"Hope is not a good strategy, in life or in disease research. So the setting of goals, and the drive to reach them, is to be commended, and cancer is no exception. But a 2020 deadline for ‘ending’ breast cancer that former US President Bill Clinton endorsed earlier this month is misguided. Like other ‘beat cancer’ deadlines that are regularly floated, it is potentially harmful to the public trust that underpins the whole research enterprise, not to mention to the patients who understandably cling to hope, whatever its validity.
Clinton, who lost his mother to breast cancer, has become honorary chairman of a two-year-old campaign by the National Breast Cancer Coalition, which declares on its website that it has “One Mission: To End Breast Cancer by January 1, 2020”. The advocacy and research-funding organization, based in Washington DC, adds that it has a “strategic plan” to achieve that mission, by focusing on prevention and on eliminating the metastatic form of the disease, which is what kills.
The coalition provides a 4.5-page “blueprint”[PDF] that is long on aspiration and short on scientific detail. For instance, it declares that by 2020 “we must understand how to prevent people from getting breast cancer in the first place”. This goal leans heavily on the development of a preventive breast-cancer vaccine. A research plan for this is said to be “in place” and will serve as a model for other, “catalytic projects”. These could include exploiting the role of viruses and inflammation in breast cancer, and targeting the immune system to prevent metastasis"
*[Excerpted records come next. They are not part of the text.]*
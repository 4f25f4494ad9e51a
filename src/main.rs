//! `cilly` - run Cilly programs and bytecode images.

use std::fs;
use std::path::{Path, PathBuf};
use std::process::ExitCode;

use anyhow::{Context, bail};
use clap::{ArgAction, Parser};
use tracing_subscriber::{EnvFilter, layer::SubscriberExt, util::SubscriberInitExt};

use cilly::bytecode::disasm::print_bc;
use cilly::bytecode::image;
use cilly::bytecode::ir::ProgramBc;
use cilly::config::VmConfig;
use cilly::frontend::token_dumper::TokenDumper;
use cilly::pipeline;
use cilly::runtime::{Externals, turtle};

#[derive(Parser, Debug)]
#[command(name = "cilly", version, about = "Compile and run Cilly programs on a bytecode VM")]
struct Cli {
    /// Source file (.cilly) or bytecode image (.cbc)
    file: PathBuf,

    /// Print the token stream and stop
    #[arg(long)]
    tokens: bool,

    /// Disable ANSI colors in --tokens output
    #[arg(long)]
    no_color: bool,

    /// Show source text instead of token debug names in --tokens output
    #[arg(long)]
    pretty: bool,

    /// Print the parsed AST and stop
    #[arg(long)]
    ast: bool,

    /// Print the disassembly before running
    #[arg(long)]
    dis: bool,

    /// Write a bytecode image instead of running
    #[arg(long, value_name = "OUT.cbc")]
    emit: Option<PathBuf>,

    /// Print stack statistics after the run
    #[arg(long)]
    stats: bool,

    #[arg(long, default_value_t = VmConfig::default().max_call_depth)]
    max_call_depth: usize,

    #[arg(long, default_value_t = VmConfig::default().max_stack_size)]
    max_stack_size: usize,

    /// Increase log verbosity (-v debug, -vv trace); overrides RUST_LOG
    #[arg(short, long, action = ArgAction::Count)]
    verbose: u8,
}

impl Cli {
    fn config(&self) -> VmConfig {
        VmConfig::default()
            .with_max_call_depth(self.max_call_depth)
            .with_max_stack_size(self.max_stack_size)
    }
}

fn main() -> ExitCode {
    let cli = Cli::parse();
    init_tracing(cli.verbose);

    match run(&cli) {
        Ok(()) => ExitCode::SUCCESS,
        Err(e) => {
            report(&e);
            ExitCode::FAILURE
        }
    }
}

fn init_tracing(verbose: u8) {
    let filter = match verbose {
        0 => EnvFilter::from_default_env(),
        1 => EnvFilter::new("cilly=debug"),
        _ => EnvFilter::new("cilly=trace"),
    };
    tracing_subscriber::registry()
        .with(tracing_subscriber::fmt::layer().with_writer(std::io::stderr))
        .with(filter)
        .init();
}

fn report(e: &anyhow::Error) {
    match e.downcast_ref::<pipeline::Error>() {
        Some(err) => {
            eprintln!("{} error: {}", err.kind(), err);
            if let pipeline::Error::Compile(c) = err {
                if let Some(hint) = c.hint() {
                    eprintln!("  hint: {}", hint);
                }
            }
        }
        None => eprintln!("error: {:#}", e),
    }
}

fn run(cli: &Cli) -> anyhow::Result<()> {
    let mut externals = Externals::new();
    turtle::register(&mut externals, true);

    let bytes =
        fs::read(&cli.file).with_context(|| format!("failed to read '{}'", cli.file.display()))?;

    let bc = if image::is_image(&bytes) || has_extension(&cli.file, "cbc") {
        if cli.tokens || cli.ast {
            bail!("--tokens and --ast need a source file, not a bytecode image");
        }
        pipeline::load_image(&cli.file, &externals)?
    } else {
        ensure_extension(&cli.file)?;
        let source = String::from_utf8(bytes)
            .with_context(|| format!("'{}' is not valid UTF-8", cli.file.display()))?;

        if cli.tokens {
            return dump_tokens(&source, cli.no_color, cli.pretty);
        }
        if cli.ast {
            println!("{:#?}", pipeline::parse(&source)?);
            return Ok(());
        }
        pipeline::compile(&source, &externals)?
    };

    if let Some(out) = &cli.emit {
        image::save(out, &bc).map_err(pipeline::Error::from)?;
        eprintln!("wrote {}", out.display());
        return Ok(());
    }

    run_program(cli, &bc, &externals)
}

fn has_extension(path: &Path, ext: &str) -> bool {
    path.extension().and_then(|e| e.to_str()) == Some(ext)
}

fn ensure_extension(path: &Path) -> anyhow::Result<()> {
    if !has_extension(path, "cilly") {
        bail!("expected a .cilly or .cbc file, got {}", path.display());
    }
    Ok(())
}

fn dump_tokens(source: &str, no_color: bool, pretty: bool) -> anyhow::Result<()> {
    let tokens = pipeline::tokenize(source)?;

    let mut dumper = TokenDumper::new();
    if no_color {
        dumper = dumper.no_color();
    }
    if pretty {
        dumper = dumper.pretty();
    }
    dumper.dump(&tokens);
    Ok(())
}

fn run_program(cli: &Cli, bc: &ProgramBc, externals: &Externals) -> anyhow::Result<()> {
    if cli.dis {
        print_bc(bc);
    }

    let stdout = std::io::stdout();
    let stats = pipeline::run(bc, externals, cli.config(), stdout.lock())?;

    if cli.stats {
        eprintln!("{}", stats);
    }
    Ok(())
}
Btw, for as long as I've known, since the late 80s at least, cancer research charities have raised enormous amounts on money and spent it on pure research that had nothing directly to do with cancer even. Things like protein folding, and even things like artificial intelligence and computer vision research that might indirectly help with work on protein folding and scanning cell images.I can't get over how incredibly wrong this is.
If your theory is "Give me a few billion, then go away and let me do whatever I want for a few decades", they already tried that.
Yes cancer is hard. But the approach to finding a cure has been nothing short of shameful in its disorganization and lack of focus and coordination. You have teams of scientists duplicating work, working at the margins of the issues, and corporations pouring most funds into trying to find a marketable product which frequently does little but extend life by a few weeks in terminal cases. What every woman is hoping for is not to get the disease in the first place, yet only about 5% of the research money goes to finding best prevention methodology. Not much is going to fundamental research to illuminate what causes cancer in the first place. Most goes to finding cures - preferably ones which can be sold by big pharma - once the disease has been established. It would be like focusing 95% of your money on finding a drug to cure lung cancer while ignoring smoking as a cause altogether.I find little to agree with here, either. Typically, duplicating work is a feature of science, not a bug. If this happens in a very promising avenue of research, it means that nothing is missed, and that the work is replicated in parallel rather than in serial.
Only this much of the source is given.